On Sun, Apr 6, 2025 at 6:07 PM Marc Culler <marc.cul...@gmail.com> wrote:
>
> This is surely not the place for a long technical discussion of the problems 
> that have to  be solved to produce the macOS app.  Let me just mention one 
> item at the tip of the iceberg, ignoring, for example,  how we go about 
> making sage relocatable and self-contained, with no symlinks or rpaths 
> pointing out of the application bundle and no absolute rpaths, as required 
> for notarization.  This is about why we can't just copy the python.org Python 
> distribution into our Sage framework.  One of our core design decisions is 
> that we do not produce a multi-architecture app for Sage.  Instead we produce 
> two separate apps, one for Intel CPUs and one for Apple Silicon.  Each of 
> those is a download which is slightly over 1GB in size and which expands to 
> about 3.5 GB when it is decompressed while being copied into the /Applicatons 
> folder.  Github has a size limit of 2GB for any released file, and we 
> distribute the app as a github release asset.  A universal2 dual-architecture 
> app would not be double the size of a single-architecture app, but it would 
> be getting uncomfortably close, and even if it is within limits it would be 
> an inconvenience for users to have a much larger download, made larger in 
> order to support an architecture that the user does not have.

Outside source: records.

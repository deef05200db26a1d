use std::path::PathBuf;

use arrrg::CommandLine;
use rustyline::error::ReadlineError;
use rustyline::DefaultEditor;
use secrecy::ExposeSecret;

use policychat::{
    ChatSession, ClaudeClassifier, Config, Dispatcher, HttpTransport, LoadOptions, Overrides,
    PolicyClient, Reply,
};

#[derive(Clone, Default, Debug, Eq, PartialEq, arrrg_derive::CommandLine)]
struct Options {
    #[arrrg(optional, "Path to a TOML configuration file")]
    config: Option<String>,
    #[arrrg(optional, "Ranger policy endpoint URL")]
    url: Option<String>,
    #[arrrg(optional, "Ranger user for basic authentication")]
    username: Option<String>,
    #[arrrg(flag, "Skip TLS certificate verification (insecure)")]
    insecure: bool,
    #[arrrg(optional, "Log filter, e.g. info or policychat=debug")]
    log_level: Option<String>,
}

fn init_logging(config: &Config) {
    let filter = tracing_subscriber::EnvFilter::try_from_default_env()
        .unwrap_or_else(|_| tracing_subscriber::EnvFilter::new(&config.logging.level));
    tracing_subscriber::fmt()
        .with_env_filter(filter)
        .with_target(false)
        .with_writer(std::io::stderr)
        .compact()
        .init();
}

#[tokio::main(flavor = "current_thread")]
async fn main() -> Result<(), Box<dyn std::error::Error>> {
    let (options, free) =
        Options::from_command_line_relaxed("USAGE: policychat [OPTIONS] [MESSAGE...]");
    let load = LoadOptions {
        config_path: options.config.map(PathBuf::from),
        overrides: Overrides {
            url: options.url,
            username: options.username,
            insecure: options.insecure,
            log_level: options.log_level,
        },
    };
    let config = match Config::load(&load) {
        Ok(config) => config,
        Err(err) => {
            eprintln!("{err}");
            std::process::exit(1);
        }
    };
    init_logging(&config);

    let api_key = config
        .classifier
        .api_key
        .as_ref()
        .map(|key| key.expose_secret().to_string());
    let classifier = ClaudeClassifier::new(api_key, config.classifier.max_tokens)?;
    let client = PolicyClient::new(HttpTransport::new(&config.ranger)?);
    let mut session = ChatSession::new(Dispatcher::new(classifier, client));

    if !free.is_empty() {
        let message = free.join(" ");
        println!("{}", session.respond(&message, &[]).await);
        return Ok(());
    }

    println!("Apache Ranger Policy Chatbot");
    println!("Interact with Apache Ranger Policy Manager using natural language.");
    println!("Type /history to see this conversation, /quit to leave.");
    let mut rl = DefaultEditor::new()?;
    loop {
        match rl.readline("policychat> ") {
            Ok(line) => {
                if !line.trim().is_empty() {
                    rl.add_history_entry(line.as_str())?;
                }
                match session.process_line(&line).await {
                    Reply::Show(text) => println!("{text}"),
                    Reply::Nothing => {}
                    Reply::Quit => break,
                }
            }
            Err(ReadlineError::Interrupted) | Err(ReadlineError::Eof) => break,
            Err(err) => return Err(err.into()),
        }
    }
    Ok(())
}
use std::collections::BTreeMap;

use crate::{generate_policy_name, Access, ChatError, Policy, PolicyItem, PolicyResource};

/// A policy document shape for one kind of service.
#[derive(Clone, Copy, Debug, Eq, PartialEq)]
pub enum ServiceTemplate {
    /// Hive: one database list, the named tables (all by default), every column, and one grant
    /// to one user and any groups.
    Hive,
}

impl ServiceTemplate {
    /// Build the policy document for `service` from `values`.
    pub fn render(&self, service: &str, values: &TemplateValues) -> Policy {
        match self {
            ServiceTemplate::Hive => {
                let mut resources = BTreeMap::new();
                resources.insert(
                    "database".to_string(),
                    PolicyResource::exact(values.databases.clone()),
                );
                resources.insert(
                    "table".to_string(),
                    PolicyResource::exact(values.tables.clone()),
                );
                resources.insert("column".to_string(), PolicyResource::wildcard());
                Policy {
                    id: None,
                    service: service.to_string(),
                    name: values.policy_name.clone(),
                    policy_type: 0,
                    resources,
                    policy_items: vec![PolicyItem {
                        users: vec![values.user.clone()],
                        groups: values.groups.clone(),
                        accesses: values.permissions.iter().map(Access::allow).collect(),
                        delegate_admin: false,
                    }],
                    extra: serde_json::Map::new(),
                }
            }
        }
    }
}

/// The values substituted into a template.
#[derive(Clone, Debug, Default, Eq, PartialEq)]
pub struct TemplateValues {
    /// The name of the new policy.
    pub policy_name: String,
    /// Databases the policy covers.
    pub databases: Vec<String>,
    /// Tables the policy covers; `["*"]` unless the request names some.
    pub tables: Vec<String>,
    /// The user being granted access.
    pub user: String,
    /// Groups granted the same access.
    pub groups: Vec<String>,
    /// Access types to allow.
    pub permissions: Vec<String>,
}

impl TemplateValues {
    /// Pull template values out of an intent's details.
    ///
    /// `databases`, `permissions`, and the optional `tables` and `groups` may each be a list of
    /// strings or a single string.  A missing `user` is an incomplete request; a value of the
    /// wrong shape is a render error.
    pub fn from_details(
        details: &serde_json::Map<String, serde_json::Value>,
    ) -> Result<Self, ChatError> {
        let policy_name = match details.get("policy_name") {
            None | Some(serde_json::Value::Null) => generate_policy_name(),
            Some(serde_json::Value::String(s)) if s.trim().is_empty() => generate_policy_name(),
            Some(serde_json::Value::String(s)) => s.clone(),
            Some(other) => {
                return Err(ChatError::template(format!(
                    "policy_name must be a string, got {other}"
                )))
            }
        };
        let user = match details.get("user") {
            None | Some(serde_json::Value::Null) => return Err(ChatError::IncompleteRequest),
            Some(serde_json::Value::String(s)) => s.clone(),
            Some(other) => {
                return Err(ChatError::template(format!(
                    "user must be a string, got {other}"
                )))
            }
        };
        let databases = string_list(details, "databases")?.ok_or(ChatError::IncompleteRequest)?;
        let permissions =
            string_list(details, "permissions")?.ok_or(ChatError::IncompleteRequest)?;
        let tables = string_list(details, "tables")?
            .filter(|tables| !tables.is_empty())
            .unwrap_or_else(|| vec!["*".to_string()]);
        let groups = string_list(details, "groups")?.unwrap_or_default();
        Ok(Self {
            policy_name,
            databases,
            tables,
            user,
            groups,
            permissions,
        })
    }
}

fn string_list(
    details: &serde_json::Map<String, serde_json::Value>,
    key: &str,
) -> Result<Option<Vec<String>>, ChatError> {
    match details.get(key) {
        None | Some(serde_json::Value::Null) => Ok(None),
        Some(serde_json::Value::String(s)) => Ok(Some(vec![s.clone()])),
        Some(serde_json::Value::Array(values)) => values
            .iter()
            .map(|v| match v {
                serde_json::Value::String(s) => Ok(s.clone()),
                other => Err(ChatError::template(format!(
                    "{key} must contain only strings, got {other}"
                ))),
            })
            .collect::<Result<Vec<_>, _>>()
            .map(Some),
        Some(other) => Err(ChatError::template(format!(
            "{key} must be a list of strings, got {other}"
        ))),
    }
}

///////////////////////////////////////////// Templates ////////////////////////////////////////////

/// Policy templates keyed by the component name the classifier produces.
#[derive(Clone, Debug)]
pub struct Templates {
    by_component: BTreeMap<String, ServiceTemplate>,
}

impl Templates {
    /// A registry with no templates.
    pub fn empty() -> Self {
        Self {
            by_component: BTreeMap::new(),
        }
    }

    /// Register `template` for `component`.
    pub fn register(&mut self, component: impl Into<String>, template: ServiceTemplate) {
        self.by_component.insert(component.into(), template);
    }

    /// The template for `component`, if any.
    pub fn lookup(&self, component: &str) -> Option<ServiceTemplate> {
        self.by_component.get(component).copied()
    }

    /// Render the template for `component` against `details` into a create payload.
    ///
    /// Returns `Ok(None)` when no template is registered for the component.
    pub fn render(
        &self,
        component: &str,
        details: &serde_json::Map<String, serde_json::Value>,
    ) -> Result<Option<serde_json::Value>, ChatError> {
        let Some(template) = self.lookup(component) else {
            return Ok(None);
        };
        let values = TemplateValues::from_details(details)?;
        let policy = template.render(component, &values);
        let payload = serde_json::to_value(&policy)
            .map_err(|err| ChatError::template(err.to_string()))?;
        tracing::debug!(component, %payload, "rendered policy template");
        Ok(Some(payload))
    }
}

impl Default for Templates {
    fn default() -> Self {
        let mut templates = Self::empty();
        templates.register("cm_hive", ServiceTemplate::Hive);
        templates
    }
}

/////////////////////////////////////////////// tests //////////////////////////////////////////////

#[cfg(test)]
mod tests {
    use super::*;

    fn details(json: serde_json::Value) -> serde_json::Map<String, serde_json::Value> {
        match json {
            serde_json::Value::Object(map) => map,
            _ => panic!("details must be an object"),
        }
    }

    #[test]
    fn hive_render_shape() {
        let templates = Templates::default();
        let payload = templates
            .render(
                "cm_hive",
                &details(serde_json::json! {{
                    "policy_name": "p1",
                    "databases": ["d1"],
                    "user": "alice",
                    "permissions": ["select"],
                }}),
            )
            .unwrap()
            .unwrap();
        assert_eq!(payload["service"], "cm_hive");
        assert_eq!(payload["name"], "p1");
        assert_eq!(payload["policyType"], 0);
        assert_eq!(payload["resources"]["database"]["values"], serde_json::json!(["d1"]));
        assert_eq!(payload["resources"]["database"]["isRecursive"], false);
        assert_eq!(payload["resources"]["table"]["values"], serde_json::json!(["*"]));
        assert_eq!(payload["resources"]["column"]["values"], serde_json::json!(["*"]));
        let items = payload["policyItems"].as_array().unwrap();
        assert_eq!(1, items.len());
        assert_eq!(items[0]["users"], serde_json::json!(["alice"]));
        assert_eq!(
            items[0]["accesses"],
            serde_json::json!([{"type": "select", "isAllowed": true}])
        );
        assert_eq!(items[0]["delegateAdmin"], false);
        assert!(items[0].get("groups").is_none());
    }

    #[test]
    fn tables_and_groups_are_optional() {
        let values = TemplateValues::from_details(&details(serde_json::json! {{
            "policy_name": "p1",
            "databases": ["d1"],
            "tables": ["orders", "refunds"],
            "user": "alice",
            "groups": "public",
            "permissions": ["select"],
        }}))
        .unwrap();
        let policy = ServiceTemplate::Hive.render("cm_hive", &values);
        assert_eq!(
            vec!["orders".to_string(), "refunds".to_string()],
            policy.resources["table"].values
        );
        assert_eq!(vec!["*".to_string()], policy.resources["column"].values);
        assert_eq!(vec!["public".to_string()], policy.policy_items[0].groups);

        let values = TemplateValues::from_details(&details(serde_json::json! {{
            "databases": ["d1"],
            "tables": [],
            "user": "alice",
            "permissions": ["select"],
        }}))
        .unwrap();
        assert_eq!(vec!["*".to_string()], values.tables);
        assert!(values.groups.is_empty());
    }

    #[test]
    fn wrong_shaped_groups_are_render_errors() {
        let err = TemplateValues::from_details(&details(serde_json::json! {{
            "databases": ["d1"],
            "user": "alice",
            "groups": {"name": "public"},
            "permissions": ["select"],
        }}))
        .unwrap_err();
        assert!(err.to_string().contains("groups"));
    }

    #[test]
    fn registered_components_render() {
        let mut templates = Templates::empty();
        assert!(templates
            .render("cm_hive", &serde_json::Map::new())
            .unwrap()
            .is_none());
        templates.register("cm_hive_staging", ServiceTemplate::Hive);
        let payload = templates
            .render(
                "cm_hive_staging",
                &details(serde_json::json! {{
                    "databases": "d1",
                    "user": "alice",
                    "permissions": "select",
                }}),
            )
            .unwrap()
            .unwrap();
        assert_eq!(payload["service"], "cm_hive_staging");
    }

    #[test]
    fn single_strings_are_accepted_as_lists() {
        let values = TemplateValues::from_details(&details(serde_json::json! {{
            "policy_name": "p1",
            "databases": "sales",
            "user": "bob",
            "permissions": "update",
        }}))
        .unwrap();
        assert_eq!(vec!["sales".to_string()], values.databases);
        assert_eq!(vec!["update".to_string()], values.permissions);
    }

    #[test]
    fn values_with_quotes_stay_intact() {
        let values = TemplateValues::from_details(&details(serde_json::json! {{
            "policy_name": "p\"1",
            "databases": ["d\",\"x"],
            "user": "alice",
            "permissions": ["select"],
        }}))
        .unwrap();
        let policy = ServiceTemplate::Hive.render("cm_hive", &values);
        assert_eq!("p\"1", policy.name);
        assert_eq!(vec!["d\",\"x".to_string()], policy.resources["database"].values);
    }

    #[test]
    fn missing_name_gets_fresh_token() {
        let input = details(serde_json::json! {{
            "databases": ["d1"],
            "user": "alice",
            "permissions": ["select"],
        }});
        let first = TemplateValues::from_details(&input).unwrap();
        let second = TemplateValues::from_details(&input).unwrap();
        assert!(first.policy_name.starts_with(crate::POLICY_NAME_PREFIX));
        assert_ne!(first.policy_name, second.policy_name);
    }

    #[test]
    fn missing_user_is_incomplete() {
        let err = TemplateValues::from_details(&details(serde_json::json! {{
            "databases": ["d1"],
            "permissions": ["select"],
        }}))
        .unwrap_err();
        assert!(matches!(err, ChatError::IncompleteRequest));
    }

    #[test]
    fn wrong_shape_is_render_error() {
        let err = TemplateValues::from_details(&details(serde_json::json! {{
            "databases": [1, 2],
            "user": "alice",
            "permissions": ["select"],
        }}))
        .unwrap_err();
        assert!(matches!(err, ChatError::Template { .. }));
        assert!(err.to_string().contains("databases"));
    }

    #[test]
    fn unknown_component_has_no_template() {
        let templates = Templates::default();
        assert_eq!(Some(ServiceTemplate::Hive), templates.lookup("cm_hive"));
        let rendered = templates
            .render("cm_hbase", &serde_json::Map::new())
            .unwrap();
        assert!(rendered.is_none());
    }
}
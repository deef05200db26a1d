use crate::{ChatError, Classifier, Intent, IntentRecord, PolicyClient, Templates, Transport};

/// Render a JSON value the way results are shown to the user: four-space indentation.
pub fn to_pretty_json(value: &serde_json::Value) -> String {
    let mut buf = Vec::new();
    let formatter = serde_json::ser::PrettyFormatter::with_indent(b"    ");
    let mut ser = serde_json::Serializer::with_formatter(&mut buf, formatter);
    match serde::Serialize::serialize(value, &mut ser) {
        Ok(()) => String::from_utf8_lossy(&buf).into_owned(),
        Err(_) => value.to_string(),
    }
}

/// Routes a classified request to the policy API.
///
/// The dispatcher owns one turn's worth of work: classify, parse, call the API.  It never
/// returns an error; every failure becomes a JSON error object.
pub struct Dispatcher<C: Classifier, T: Transport> {
    classifier: C,
    client: PolicyClient<T>,
    templates: Templates,
}

impl<C: Classifier, T: Transport> Dispatcher<C, T> {
    /// Create a dispatcher with the default templates.
    pub fn new(classifier: C, client: PolicyClient<T>) -> Self {
        Self::with_templates(classifier, client, Templates::default())
    }

    /// Create a dispatcher with a custom template registry.
    pub fn with_templates(classifier: C, client: PolicyClient<T>, templates: Templates) -> Self {
        Self {
            classifier,
            client,
            templates,
        }
    }

    /// The classifier.
    pub fn classifier(&self) -> &C {
        &self.classifier
    }

    /// The policy client.
    pub fn client(&self) -> &PolicyClient<T> {
        &self.client
    }

    /// Handle one request and return the JSON text to show.
    pub async fn handle(&self, user_text: &str) -> String {
        to_pretty_json(&self.handle_value(user_text).await)
    }

    /// Handle one request and return the JSON value to show.
    pub async fn handle_value(&self, user_text: &str) -> serde_json::Value {
        match self.try_handle(user_text).await {
            Ok(value) => value,
            Err(err) => {
                tracing::info!(error = %err, "request failed");
                err.to_json()
            }
        }
    }

    async fn try_handle(&self, user_text: &str) -> Result<serde_json::Value, ChatError> {
        let raw = self.classifier.classify(user_text).await?;
        let record = IntentRecord::parse(&raw)?;
        tracing::debug!(intent = %record.intent, details = ?record.details, "classified");
        self.dispatch(&record).await
    }

    /// Perform the API call an intent record asks for.
    pub async fn dispatch(&self, record: &IntentRecord) -> Result<serde_json::Value, ChatError> {
        match record.kind() {
            Some(Intent::GetPolicy) => match record.id("policy_id") {
                Some(id) => self.client.get_policy(id).await,
                None => self.client.list_policies(record.string("user")).await,
            },
            Some(Intent::DeletePolicy) => {
                if let Some(name) = record.name("policy_name") {
                    self.client.delete_policy(name).await
                } else if let Some(id) = record.id("policy_id") {
                    self.client.delete_policy_by_id(id).await
                } else {
                    Err(ChatError::IncompleteRequest)
                }
            }
            Some(Intent::ModifyPolicy) => {
                let Some(updated) = record
                    .details
                    .get("updated_data")
                    .filter(|data| data.is_object())
                else {
                    return Err(ChatError::IncompleteRequest);
                };
                let id = match record.id("policy_id") {
                    Some(id) => id,
                    None => {
                        let Some(name) = record
                            .name("policy_id")
                            .or_else(|| record.name("policy_name"))
                        else {
                            return Err(ChatError::IncompleteRequest);
                        };
                        self.client.resolve_policy_id(name).await?
                    }
                };
                self.client.update_policy(id, updated).await
            }
            Some(Intent::CreatePolicy) => {
                if let Some(component) = record.string("component") {
                    if let Some(payload) = self.templates.render(component, &record.details)? {
                        return self.client.create_policy(&payload).await;
                    }
                }
                if record.details.is_empty() {
                    return Err(ChatError::IncompleteRequest);
                }
                let payload = serde_json::Value::Object(record.details.clone());
                self.client.create_policy(&payload).await
            }
            Some(Intent::GetUser) => match record.name("user") {
                Some(user) => self.client.get_user(user).await,
                None => Err(ChatError::IncompleteRequest),
            },
            Some(Intent::DeleteUser) => match record.name("user") {
                Some(user) => self.client.delete_user(user).await,
                None => Err(ChatError::IncompleteRequest),
            },
            Some(Intent::Clarify) => match record.string("question") {
                Some(question) => Err(ChatError::ClarificationNeeded {
                    question: question.to_string(),
                }),
                None => Err(ChatError::IncompleteRequest),
            },
            None => Err(ChatError::IncompleteRequest),
        }
    }
}

/////////////////////////////////////////////// tests //////////////////////////////////////////////
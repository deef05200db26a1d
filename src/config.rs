use std::path::{Path, PathBuf};

use secrecy::SecretString;

use crate::ConfigError;

/// The file consulted when no configuration path is given.
pub const DEFAULT_CONFIG_FILE: &str = "policychat.toml";

const DEFAULT_MAX_TOKENS: u32 = 1024;
const DEFAULT_LOG_LEVEL: &str = "warn";

/// Complete, validated configuration.
#[derive(Clone, Debug)]
pub struct Config {
    /// Where and how to reach the policy API.
    pub ranger: RangerConfig,
    /// How to reach the language model.
    pub classifier: ClassifierConfig,
    /// Log verbosity.
    pub logging: LoggingConfig,
}

/// Connection settings for the Ranger policy API.
#[derive(Clone, Debug)]
pub struct RangerConfig {
    /// The policy endpoint, e.g. `https://ranger:6182/service/public/v2/api/policy`.
    pub url: String,
    /// The users endpoint; derived from `url`'s host when absent.
    pub users_url: Option<String>,
    /// Basic-auth user.
    pub username: String,
    /// Basic-auth password.
    pub password: SecretString,
    /// Verify the server's certificate.  Only an explicit opt-out disables this.
    pub verify_tls: bool,
}

/// Settings for the intent classifier.
#[derive(Clone, Debug)]
pub struct ClassifierConfig {
    /// Anthropic API key; when absent the client falls back to `ANTHROPIC_API_KEY`.
    pub api_key: Option<SecretString>,
    /// Token budget for a classification.
    pub max_tokens: u32,
}

/// Logging settings.
#[derive(Clone, Debug)]
pub struct LoggingConfig {
    /// A `tracing` filter directive such as `info` or `policychat=debug`.
    pub level: String,
}

/// Values given on the command line; these win over every other layer.
#[derive(Clone, Debug, Default)]
pub struct Overrides {
    /// Policy endpoint.
    pub url: Option<String>,
    /// Basic-auth user.
    pub username: Option<String>,
    /// Disable certificate verification.
    pub insecure: bool,
    /// Log filter.
    pub log_level: Option<String>,
}

/// Where to load configuration from.
#[derive(Clone, Debug, Default)]
pub struct LoadOptions {
    /// An explicit configuration file; it must exist.
    pub config_path: Option<PathBuf>,
    /// Command-line overrides.
    pub overrides: Overrides,
}

#[derive(Debug, Default, serde::Deserialize)]
#[serde(deny_unknown_fields)]
struct FileConfig {
    #[serde(default)]
    ranger: RangerPatch,
    #[serde(default)]
    classifier: ClassifierPatch,
    #[serde(default)]
    logging: LoggingPatch,
}

#[derive(Debug, Default, serde::Deserialize)]
#[serde(deny_unknown_fields)]
struct RangerPatch {
    url: Option<String>,
    users_url: Option<String>,
    username: Option<String>,
    password: Option<String>,
    verify_tls: Option<bool>,
}

#[derive(Debug, Default, serde::Deserialize)]
#[serde(deny_unknown_fields)]
struct ClassifierPatch {
    api_key: Option<String>,
    max_tokens: Option<u32>,
}

#[derive(Debug, Default, serde::Deserialize)]
#[serde(deny_unknown_fields)]
struct LoggingPatch {
    level: Option<String>,
}

impl Config {
    /// Load configuration from file, process environment, and overrides.
    pub fn load(options: &LoadOptions) -> Result<Self, ConfigError> {
        Self::load_with(options, |key| std::env::var(key).ok())
    }

    /// Load configuration, reading environment variables through `env`.
    ///
    /// Layers apply in order: the file (explicit path, else [`DEFAULT_CONFIG_FILE`] if present),
    /// then the environment, then `options.overrides`.
    pub fn load_with(
        options: &LoadOptions,
        env: impl Fn(&str) -> Option<String>,
    ) -> Result<Self, ConfigError> {
        let mut file = match &options.config_path {
            Some(path) => read_file(path)?,
            None if Path::new(DEFAULT_CONFIG_FILE).exists() => {
                read_file(Path::new(DEFAULT_CONFIG_FILE))?
            }
            None => FileConfig::default(),
        };
        apply_env(&mut file, &env)?;
        apply_overrides(&mut file, &options.overrides);
        finish(file)
    }

    /// Parse configuration from TOML text without consulting the environment.
    pub fn from_toml(text: &str) -> Result<Self, ConfigError> {
        finish(parse_file("<inline>", text)?)
    }
}

fn read_file(path: &Path) -> Result<FileConfig, ConfigError> {
    let display = path.display().to_string();
    let text = std::fs::read_to_string(path).map_err(|source| ConfigError::ReadFile {
        path: display.clone(),
        source,
    })?;
    parse_file(&display, &text)
}

fn parse_file(path: &str, text: &str) -> Result<FileConfig, ConfigError> {
    toml::from_str(text).map_err(|err| ConfigError::ParseFile {
        path: path.to_string(),
        message: err.to_string(),
    })
}

fn apply_env(
    file: &mut FileConfig,
    env: &impl Fn(&str) -> Option<String>,
) -> Result<(), ConfigError> {
    if let Some(url) = env("POLICYCHAT_RANGER_URL") {
        file.ranger.url = Some(url);
    }
    if let Some(users_url) = env("POLICYCHAT_RANGER_USERS_URL") {
        file.ranger.users_url = Some(users_url);
    }
    if let Some(username) = env("POLICYCHAT_RANGER_USERNAME") {
        file.ranger.username = Some(username);
    }
    if let Some(password) = env("POLICYCHAT_RANGER_PASSWORD") {
        file.ranger.password = Some(password);
    }
    if let Some(verify) = env("POLICYCHAT_VERIFY_TLS") {
        file.ranger.verify_tls = Some(parse_bool("POLICYCHAT_VERIFY_TLS", &verify)?);
    }
    if let Some(max_tokens) = env("POLICYCHAT_MAX_TOKENS") {
        let parsed = max_tokens
            .trim()
            .parse()
            .map_err(|_| ConfigError::InvalidOverride {
                key: "POLICYCHAT_MAX_TOKENS".to_string(),
                value: max_tokens.clone(),
            })?;
        file.classifier.max_tokens = Some(parsed);
    }
    if file.classifier.api_key.is_none() {
        file.classifier.api_key = env("ANTHROPIC_API_KEY");
    }
    if let Some(level) = env("POLICYCHAT_LOG_LEVEL") {
        file.logging.level = Some(level);
    }
    Ok(())
}

fn apply_overrides(file: &mut FileConfig, overrides: &Overrides) {
    if let Some(url) = &overrides.url {
        file.ranger.url = Some(url.clone());
    }
    if let Some(username) = &overrides.username {
        file.ranger.username = Some(username.clone());
    }
    if overrides.insecure {
        file.ranger.verify_tls = Some(false);
    }
    if let Some(level) = &overrides.log_level {
        file.logging.level = Some(level.clone());
    }
}

fn parse_bool(key: &str, value: &str) -> Result<bool, ConfigError> {
    match value.trim().to_ascii_lowercase().as_str() {
        "1" | "true" | "yes" | "on" => Ok(true),
        "0" | "false" | "no" | "off" => Ok(false),
        _ => Err(ConfigError::InvalidOverride {
            key: key.to_string(),
            value: value.to_string(),
        }),
    }
}

fn required(value: Option<String>, setting: &str, env: &str) -> Result<String, ConfigError> {
    value
        .filter(|v| !v.trim().is_empty())
        .ok_or_else(|| {
            ConfigError::missing(
                setting,
                format!("set `{setting}` in {DEFAULT_CONFIG_FILE} or export {env}"),
            )
        })
}

fn finish(file: FileConfig) -> Result<Config, ConfigError> {
    let url = required(file.ranger.url, "ranger.url", "POLICYCHAT_RANGER_URL")?;
    let username = required(
        file.ranger.username,
        "ranger.username",
        "POLICYCHAT_RANGER_USERNAME",
    )?;
    let password = required(
        file.ranger.password,
        "ranger.password",
        "POLICYCHAT_RANGER_PASSWORD",
    )?;
    Ok(Config {
        ranger: RangerConfig {
            url,
            users_url: file.ranger.users_url.filter(|u| !u.trim().is_empty()),
            username,
            password: SecretString::from(password),
            verify_tls: file.ranger.verify_tls.unwrap_or(true),
        },
        classifier: ClassifierConfig {
            api_key: file.classifier.api_key.map(SecretString::from),
            max_tokens: file.classifier.max_tokens.unwrap_or(DEFAULT_MAX_TOKENS),
        },
        logging: LoggingConfig {
            level: file
                .logging
                .level
                .unwrap_or_else(|| DEFAULT_LOG_LEVEL.to_string()),
        },
    })
}

/////////////////////////////////////////////// tests //////////////////////////////////////////////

Homebrew, uv, etc provide single-arch Python3 just fine.


>
> However, the python.org distribution is a universal2 distribution.  In 
> particular, every sdist pip package built with the python.org pip will be a 
> universal2 build, with each extension module being fat.
>
> - Marc
>
>
> On Sunday, April 6, 2025 at 5:11:29 PM UTC-5 Marc Culler wrote:
>>
>> Nils,
>>
>> I think that your assessment of the situation is accurate, and that your 
>> proposed solution:
>>
>> > We could just have a configure flag "--install_own_python" to allow the 
>> > prerequisite requirement to be fulfilled by
>> > building the python spkg; an option that would by default be off.
>>
>> would be ideal for the Sage_macOS project.  I would be very happy with that 
>> as a course of action.
>>
>> - Marc
>>
>> PS I am sure that there would still be problems building Sage with a broken 
>> or out-of-date homebrew installation.  I also would expect that the 
>> non-existence of a "normal" system pip command on various linux systems, 
>> including Ubuntu-24.04, will be problematic.   Issues such as those would 
>> manifest at a different stage of the build process, which might help focus 
>> on how best to deal with them.
>>
>>
>> On Sunday, April 6, 2025 at 11:41:21 AM UTC-5 Nils Bruin wrote:
>>
>> It looks to me that there are two points of view here.
>>
>> 1) Having sagemath detect python version requirements and build its own if 
>> not acceptable version is found leads to increased support requests.
>>
>> 2) The macos app should package its own python and that is conveniently done 
>> by letting sagemath build its own python
>>
>> From what I understand, it would seem "1)" would be handled more effectively 
>> if sage, instead of building python, would give an error about the python 
>> version not available; preferably with some hints about where a suitable 
>> python can be found (by the looks of it: conda or system resources), because 
>> users would be guided towards installing python through other means and they 
>> wouldn't ask sage-support for how to do that.
>>
>> It seems to me that for 1) it isn't so important if python occurs as an spkg 
>> or not -- the main issue there would be resolved if the build process would 
>> not default to initiating building python. So it would seem that it's simply 
>> the python version detection code that can be adjusted. We could just have a 
>> configure flag "--install_own_python" to allow the prerequisite requirement 
>> to be fulfilled by building the python spkg; an option that would by default 
>> be off.
>>
>> Then 2) can still get its python from the usual source. It would just have 
>> to pass a flag to its configure.
>>
>> I realize that some opinions here are more centering on "should python3 
>> remain as an spkg" in sagemath, but from what I've seen it's not the code 
>> quality or the volume in bits that is really the issue here: it's that 
>> building python ends up happening in many cases where there's already 
>> something else wrong in the setup or prerequisited and building python masks 
>> that issue. So perhaps a good first step is to see if we can avoid 
>> python-building masking such issues.
>>
>> We can then see if the costs of having the python.spkg around provide enough 
>> benefit (for the MacOS app, by the looks of it).